Quando universitário engajado nas questões ambientais, após ser um dos fundadores da Organização Não Governamental (Ong), Mater Natura em 1983, me filiei à S.O.S. Mata Atlântica em 1988, conforme mostra a velha e encardida carteirinha de membro permanente.
Por ser o primeiro bioma explorado pelos invasores portugueses foi o mais destruído, chegando a restar quase 9% de sua área. Recentemente, noticiou-se uma tendência histórica de desaceleração do desmatamento e forte potencial de regeneração natural. Segundo esses estudos, a área desmatada em florestas maduras caiu 40% em relação ao ano anterior, atingindo o menor patamar da série.
A Floresta Atlântica é considerada um dos hotspots de biodiversidade mundial muito ameaçado. Sua área original abriga hoje 145 milhões de pessoas, -equivalente a 72% de toda a população do Brasil, que exercem impacto profundo sobre os remanescentes.
O dia comemorativo marca a data em que o Padre José de Anchieta, em 1560, assinou a “Carta de São Vicente”, – documento histórico, considerado o primeiro registro oficial a descrever a rica biodiversidade da floresta tropical da costa do Brasil. A carta cita diversas árvores, com destaque para a presença do pau-brasil, animais como a onça-parda, pintada, antas e porcos-do-mato, uma abundância de peixes e grande variedade de aves coloridas.
Um exemplo atual de iniciativa exitosa no bioma, é a Grande Reserva da Mata Atlântica (GRMA), um mosaico de 2 milhões de hectares de vegetação nativa contínua com mais de 110 unidades de conservação distribuídas nos estados de São Paulo, Paraná e Santa Catarina. Nessa área, 60 prefeituras, iniciativa privada, comerciantes e Ongs, praticam o ecoturismo e selos de produtos locais impulsionando uma nova opção de bioeconomia com sustentabilidade.

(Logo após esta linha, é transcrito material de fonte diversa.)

//! Command executors for the supported connection types.

use async_trait::async_trait;
use hostspec_common::{Error, OsType, Result};
use hostspec_redaction::Redactor;
use ssh2::Session;
use std::io::Read;
use std::net::TcpStream;
use std::path::Path;
use std::sync::{Arc, LazyLock, Mutex};
use std::time::Duration;
use tokio::process::Command;
use tracing::{debug, trace};

/// Commands can carry connection passwords; never log them verbatim.
static LOG_REDACTOR: LazyLock<Redactor> = LazyLock::new(Redactor::new);

fn loggable(command: &str) -> String {
    LOG_REDACTOR.redact_str(command)
}

/// Captured result of one command.
#[derive(Debug, Clone, PartialEq, Eq, Default)]
pub struct CommandOutput {
    /// `None` when the process was killed by a signal.
    pub exit_code: Option<i32>,
    pub stdout: String,
    pub stderr: String,
}

impl CommandOutput {
    pub fn ok(stdout: impl Into<String>) -> Self {
        Self {
            exit_code: Some(0),
            stdout: stdout.into(),
            stderr: String::new(),
        }
    }

    pub fn failed(exit_code: i32, stderr: impl Into<String>) -> Self {
        Self {
            exit_code: Some(exit_code),
            stdout: String::new(),
            stderr: stderr.into(),
        }
    }

    pub fn success(&self) -> bool {
        self.exit_code == Some(0)
    }

    /// Shell exit status for "command not found".
    pub fn not_found(&self) -> bool {
        self.exit_code == Some(127)
    }
}

/// Trait for command execution on a target.
#[async_trait]
pub trait Executor: Send + Sync {
    /// Execute a command line through the target's shell.
    async fn execute(&self, command: &str) -> Result<CommandOutput>;

    /// Operating system of the target, selects the command set.
    fn os_type(&self) -> OsType;

    /// Human-readable target name for reports.
    fn describe(&self) -> String;

    /// Check if the connection is still alive.
    fn is_connected(&self) -> bool;
}

/// Runs commands on the local host.
pub struct LocalExecutor {
    os: OsType,
}

impl LocalExecutor {
    pub fn new() -> Self {
        Self { os: OsType::host() }
    }
}

impl Default for LocalExecutor {
    fn default() -> Self {
        Self::new()
    }
}

#[async_trait]
impl Executor for LocalExecutor {
    async fn execute(&self, command: &str) -> Result<CommandOutput> {
        debug!("Local exec: {}", loggable(command));

        let (shell, flag) = self.os.shell();
        // Dropping the future (timeout, cancellation) kills the child.
        let output = Command::new(shell)
            .args([flag, command])
            .kill_on_drop(true)
            .output()
            .await
            .map_err(|e| Error::CommandExecution {
                cmd: loggable(command),
                reason: e.to_string(),
            })?;

        Ok(CommandOutput {
            exit_code: output.status.code(),
            stdout: String::from_utf8_lossy(&output.stdout).to_string(),
            stderr: String::from_utf8_lossy(&output.stderr).to_string(),
        })
    }

    fn os_type(&self) -> OsType {
        self.os
    }

    fn describe(&self) -> String {
        "local".to_string()
    }

    fn is_connected(&self) -> bool {
        true
    }
}

/// SSH executor for remote hosts.
pub struct SshExecutor {
    session: Arc<Session>,
    label: String,
    os: OsType,
    timeout: Option<Duration>,
}

/// Connection settings for [`SshExecutor::connect`].
#[derive(Debug, Clone)]
pub struct SshOptions<'a> {
    pub host: &'a str,
    pub port: u16,
    pub user: &'a str,
    pub key_path: Option<&'a Path>,
    pub password: Option<&'a str>,
    pub os: OsType,
    /// Applied to every blocking libssh2 call.
    pub timeout: Option<Duration>,
}

impl SshExecutor {
    /// Connect and authenticate: key file, then password, then agent.
    pub fn connect(options: SshOptions<'_>) -> Result<Self> {
        let address = format!("{}:{}", options.host, options.port);
        let tcp = match options.timeout {
            Some(timeout) => {
                let addr = std::net::ToSocketAddrs::to_socket_addrs(&address)?
                    .next()
                    .ok_or_else(|| Error::InvalidTarget(address.clone()))?;
                TcpStream::connect_timeout(&addr, timeout)
            }
            None => TcpStream::connect(&address),
        }
        .map_err(|e| Error::SshConnection(format!("{}: {}", address, e)))?;

        let mut session =
            Session::new().map_err(|e| Error::SshConnection(e.message().to_string()))?;
        if let Some(timeout) = options.timeout {
            session.set_timeout(u32::try_from(timeout.as_millis()).unwrap_or(u32::MAX));
        }
        session.set_tcp_stream(tcp);
        session
            .handshake()
            .map_err(|e| Error::SshConnection(format!("handshake with {}: {}", address, e)))?;

        let user = options.user;
        if let Some(key) = options.key_path {
            session
                .userauth_pubkey_file(user, None, key, None)
                .map_err(|e| Error::SshAuth(format!("key {}: {}", key.display(), e)))?;
        } else if let Some(password) = options.password {
            session
                .userauth_password(user, password)
                .map_err(|e| Error::SshAuth(e.message().to_string()))?;
        } else {
            authenticate_with_agent(&session, user)?;
        }

        if !session.authenticated() {
            return Err(Error::SshAuth(format!("{}@{}", user, address)));
        }

        debug!("SSH session established with {}@{}", user, address);
        Ok(Self {
            session: Arc::new(session),
            label: format!("ssh://{}@{}", user, address),
            os: options.os,
            timeout: options.timeout,
        })
    }
}

fn authenticate_with_agent(session: &Session, user: &str) -> Result<()> {
    let agent_err = |e: ssh2::Error| Error::SshAuth(format!("agent: {}", e));
    let mut agent = session.agent().map_err(agent_err)?;
    agent.connect().map_err(agent_err)?;
    agent.list_identities().map_err(agent_err)?;

    for identity in agent.identities().map_err(agent_err)? {
        if agent.userauth(user, &identity).is_ok() {
            return Ok(());
        }
    }
    Err(Error::SshAuth(
        "no valid SSH authentication method available".to_string(),
    ))
}

fn run_over_ssh(session: &Session, command: &str) -> std::result::Result<CommandOutput, String> {
    let mut channel = session.channel_session().map_err(|e| e.to_string())?;
    channel.exec(command).map_err(|e| e.to_string())?;

    let mut stdout = String::new();
    channel
        .read_to_string(&mut stdout)
        .map_err(|e| e.to_string())?;
    let mut stderr = String::new();
    channel
        .stderr()
        .read_to_string(&mut stderr)
        .map_err(|e| e.to_string())?;

    channel.wait_close().ok();
    Ok(CommandOutput {
        exit_code: channel.exit_status().ok(),
        stdout,
        stderr,
    })
}

#[async_trait]
impl Executor for SshExecutor {
    async fn execute(&self, command: &str) -> Result<CommandOutput> {
        let shown = loggable(command);
        debug!("SSH exec: {}", shown);

        let session = Arc::clone(&self.session);
        let line = command.to_string();
        let result = tokio::task::spawn_blocking(move || run_over_ssh(&session, &line))
            .await
            .map_err(|e| Error::CommandExecution {
                cmd: shown.clone(),
                reason: e.to_string(),
            })?;

        result.map_err(|reason| {
            if reason.to_lowercase().contains("timed out") {
                Error::CommandTimeout {
                    cmd: shown,
                    seconds: self.timeout.map(|t| t.as_secs()).unwrap_or_default(),
                }
            } else {
                Error::CommandExecution { cmd: shown, reason }
            }
        })
    }

    fn os_type(&self) -> OsType {
        self.os
    }

    fn describe(&self) -> String {
        self.label.clone()
    }

    fn is_connected(&self) -> bool {
        self.session.authenticated()
    }
}

/// In-memory executor answering from canned outputs.
///
/// Rules are checked in insertion order; the first rule whose pattern is a
/// substring of the command wins. Unmatched commands behave like a missing
/// binary (exit 127).
pub struct ScriptedExecutor {
    os: OsType,
    rules: Vec<(String, CommandOutput)>,
    delay: Option<Duration>,
    log: Mutex<Vec<String>>,
}

impl ScriptedExecutor {
    pub fn new(os: OsType) -> Self {
        Self {
            os,
            rules: Vec::new(),
            delay: None,
            log: Mutex::new(Vec::new()),
        }
    }

    pub fn on(mut self, pattern: impl Into<String>, output: CommandOutput) -> Self {
        self.rules.push((pattern.into(), output));
        self
    }

    /// Sleep before answering every command.
    pub fn with_delay(mut self, delay: Duration) -> Self {
        self.delay = Some(delay);
        self
    }

    /// Commands executed so far, in order.
    pub fn commands(&self) -> Vec<String> {
        self.log.lock().map(|log| log.clone()).unwrap_or_default()
    }
}

#[async_trait]
impl Executor for ScriptedExecutor {
    async fn execute(&self, command: &str) -> Result<CommandOutput> {
        trace!("Scripted exec: {}", loggable(command));
        if let Ok(mut log) = self.log.lock() {
            log.push(command.to_string());
        }
        if let Some(delay) = self.delay {
            tokio::time::sleep(delay).await;
        }

        Ok(self
            .rules
            .iter()
            .find(|(pattern, _)| command.contains(pattern.as_str()))
            .map(|(_, output)| output.clone())
            .unwrap_or_else(|| CommandOutput::failed(127, "sh: command not found")))
    }

    fn os_type(&self) -> OsType {
        self.os
    }

    fn describe(&self) -> String {
        "scripted".to_string()
    }

    fn is_connected(&self) -> bool {
        true
    }
}

#[cfg(test)]
mod tests {
    use super::*;

    #[tokio::test]
    async fn test_scripted_executor_first_match_wins() {
        let executor = ScriptedExecutor::new(OsType::Linux)
            .on("dpkg-query", CommandOutput::ok("install ok installed\t14.2\n"))
            .on("dpkg", CommandOutput::failed(1, "never reached"));

        let out = executor.execute("dpkg-query -W nginx").await.unwrap();
        assert!(out.success());
        assert_eq!(out.stdout, "install ok installed\t14.2\n");

        let missing = executor.execute("rpm -q nginx").await.unwrap();
        assert!(missing.not_found());
        assert_eq!(executor.commands().len(), 2);
    }

    #[tokio::test]
    async fn test_local_executor_runs_shell() {
        if cfg!(target_os = "windows") {
            return;
        }
        let executor = LocalExecutor::new();
        let out = executor.execute("echo hello; echo oops >&2; exit 3").await.unwrap();
        assert_eq!(out.stdout.trim(), "hello");
        assert_eq!(out.stderr.trim(), "oops");
        assert_eq!(out.exit_code, Some(3));
        assert!(!out.success());
    }

    #[test]
    fn test_loggable_hides_password() {
        let shown = loggable("PGPASSWORD='hunter2' psql -U postgres");
        assert!(!shown.contains("hunter2"));
    }
}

O bioma é líder nacional em restauração ativa, respondendo pela grande maioria dos hectares em recuperação no Brasil. Apesar da alta taxa de regeneração, estudos apontam que parte dessas áreas secundárias ainda sofrem processos de conversão.
As novidades na recuperação da Mata Atlântica destacam o protagonismo das pequenas propriedades rurais na regeneração natural. Um ganho de escala na restauração é um tema sempre debatido em encontros sobre restauração de florestas nativas e o grande desafio para esse século não somente para a Mata Atlântica, bem como aos demais biomas brasileiros. Longa vida à Mata Atlântica!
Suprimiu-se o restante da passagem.